Katz G, Pras E, Landau E H, Shapiro A, Pode D

机构信息

Urology Dept. Hadassah Medical Center, Jerusalem.

出版信息

Harefuah. 1995 Jul;129(1-2):12-5, 79.

PMID:7557700
Abstract

Cystinuria is a hereditary metabolic disorder which causes urinary lithiasis. Patients with cystinuria present at an earlier age (17 years), and with larger stones than patients with other types of urinary stones. As a result of frequent formation of new stones and multiple operations, many patients suffer from obstructive nephropathy and deterioration of kidney function. During the past decade we treated and followed 51 patients with cystine urolithiasis from 39 families. Screening disclosed another family member with cystinuria in 56% of the cases. The diagnosis of cystinuria was only made an average of 2 years after a patient first presented. In the group 12 kidneys had been removed due to various complications and in 7 kidneys there was significant deterioration of function. Each patient underwent a mean of 5.8 surgical interventions, including open operations, extra-corporeal shock wave lithotripsy (ESWL), percutaneous nephrolithotripsy (PCNL) and urethroscopy, but most still had residual stone fragments. To prevent complications from cystine urolithiasis every effort should be made to detect the disease early, including screening of families of patients with cystinuria and close follow-up of all family members. Early detection of stones, before they become large makes noninvasive treatment with ESWL possible, whereas large stones require PCNL. Patients should be urged to maintain high urine outputs and to continue uninterrupted treatment with penicillamine or tiopronin, and urinary alkalinization.

摘要

胱氨酸尿症是一种导致尿路结石的遗传性代谢紊乱疾病。

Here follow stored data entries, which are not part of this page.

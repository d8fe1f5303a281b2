use crate::error::{EcoError, Result};
use serde::{Deserialize, Serialize};
use std::path::Path;

/// First field of the header row in the lichess ECO datasets
pub const HEADER_SENTINEL: &str = "eco";

/// One labeled opening line from the dataset
#[derive(Debug, Clone, PartialEq, Eq, Serialize, Deserialize)]
pub struct OpeningRecord {
    /// ECO code (e.g., "B00")
    pub eco: String,

    /// Opening name (e.g., "King's Pawn")
    pub name: String,

    /// Move text in SAN, optionally with move numbers (e.g., "1. e4 e5")
    pub moves: String,
}

impl OpeningRecord {
    pub fn new(eco: impl Into<String>, name: impl Into<String>, moves: impl Into<String>) -> Self {
        Self {
            eco: eco.into(),
            name: name.into(),
            moves: moves.into(),
        }
    }
}

/// A row that was dropped because it had fewer than three fields
#[derive(Debug, Clone, PartialEq, Eq)]
pub struct MalformedRow {
    /// 1-based line number within its source
    pub line: usize,
    pub fields: usize,
}

/// Result of loading one or more dataset files
#[derive(Debug, Clone, Default)]
pub struct LoadOutcome {
    pub records: Vec<OpeningRecord>,
    pub malformed: Vec<MalformedRow>,
}

impl LoadOutcome {
    fn extend(&mut self, other: LoadOutcome) {
        self.records.extend(other.records);
        self.malformed.extend(other.malformed);
    }
}

/// Parse tab-separated ECO rows, skipping the header and malformed rows
pub fn parse_records(text: &str) -> LoadOutcome {
    let mut outcome = LoadOutcome::default();

    for (idx, raw) in text.lines().enumerate() {
        let line = raw.trim();
        if line.is_empty() {
            continue;
        }
        if idx == 0 && line.starts_with(HEADER_SENTINEL) {
            continue;
        }

        let fields: Vec<&str> = line.split('\t').collect();
        if fields.len() < 3 {
            log::warn!(
                "Dropping malformed row at line {} ({} fields)",
                idx + 1,
                fields.len()
            );
            outcome.malformed.push(MalformedRow {
                line: idx + 1,
                fields: fields.len(),
            });
            continue;
        }

        outcome
            .records
            .push(OpeningRecord::new(fields[0], fields[1], fields[2]));
    }

    outcome
}

/// Load records from a single TSV file
pub fn load_records_from_path(path: impl AsRef<Path>) -> Result<LoadOutcome> {
    let path = path.as_ref();
    let text = std::fs::read_to_string(path).map_err(|source| EcoError::Io {
        path: path.to_path_buf(),
        source,
    })?;

    let outcome = parse_records(&text);
    log::info!(
        "Parsed {}: {} records, {} malformed rows",
        path.display(),
        outcome.records.len(),
        outcome.malformed.len()
    );
    Ok(outcome)
}

/// Load and concatenate records from several TSV files, in the given order
pub fn load_records_from_paths<P: AsRef<Path>>(paths: &[P]) -> Result<LoadOutcome> {
    let mut outcome = LoadOutcome::default();
    for path in paths {
        outcome.extend(load_records_from_path(path)?);
    }
    Ok(outcome)
}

与其他类型尿路结石患者相比,胱氨酸尿症患者发病年龄更早(17岁),结石更大。由于新结石频繁形成且需多次手术,许多患者患有梗阻性肾病且肾功能恶化。在过去十年中,我们对来自39个家庭的51例胱氨酸尿路结石患者进行了治疗和随访。筛查发现56%的病例中有另一名家庭成员患有胱氨酸尿症。胱氨酸尿症的诊断平均在患者首次就诊后2年才做出。在该组中,12个肾脏因各种并发症被切除,7个肾脏功能严重恶化。每位患者平均接受了5.8次手术干预,包括开放手术、体外冲击波碎石术(ESWL)、经皮肾镜取石术(PCNL)和尿道镜检查,但大多数患者仍有残留结石碎片。为预防胱氨酸尿路结石的并发症,应尽一切努力早期发现该病,包括对胱氨酸尿症患者的家庭成员进行筛查以及对所有家庭成员进行密切随访。在结石变大之前早期发现结石,使得采用ESWL进行无创治疗成为可能,而大结石则需要PCNL。应敦促患者保持高尿量,并持续不间断地使用青霉胺或硫普罗宁进行治疗以及碱化尿液。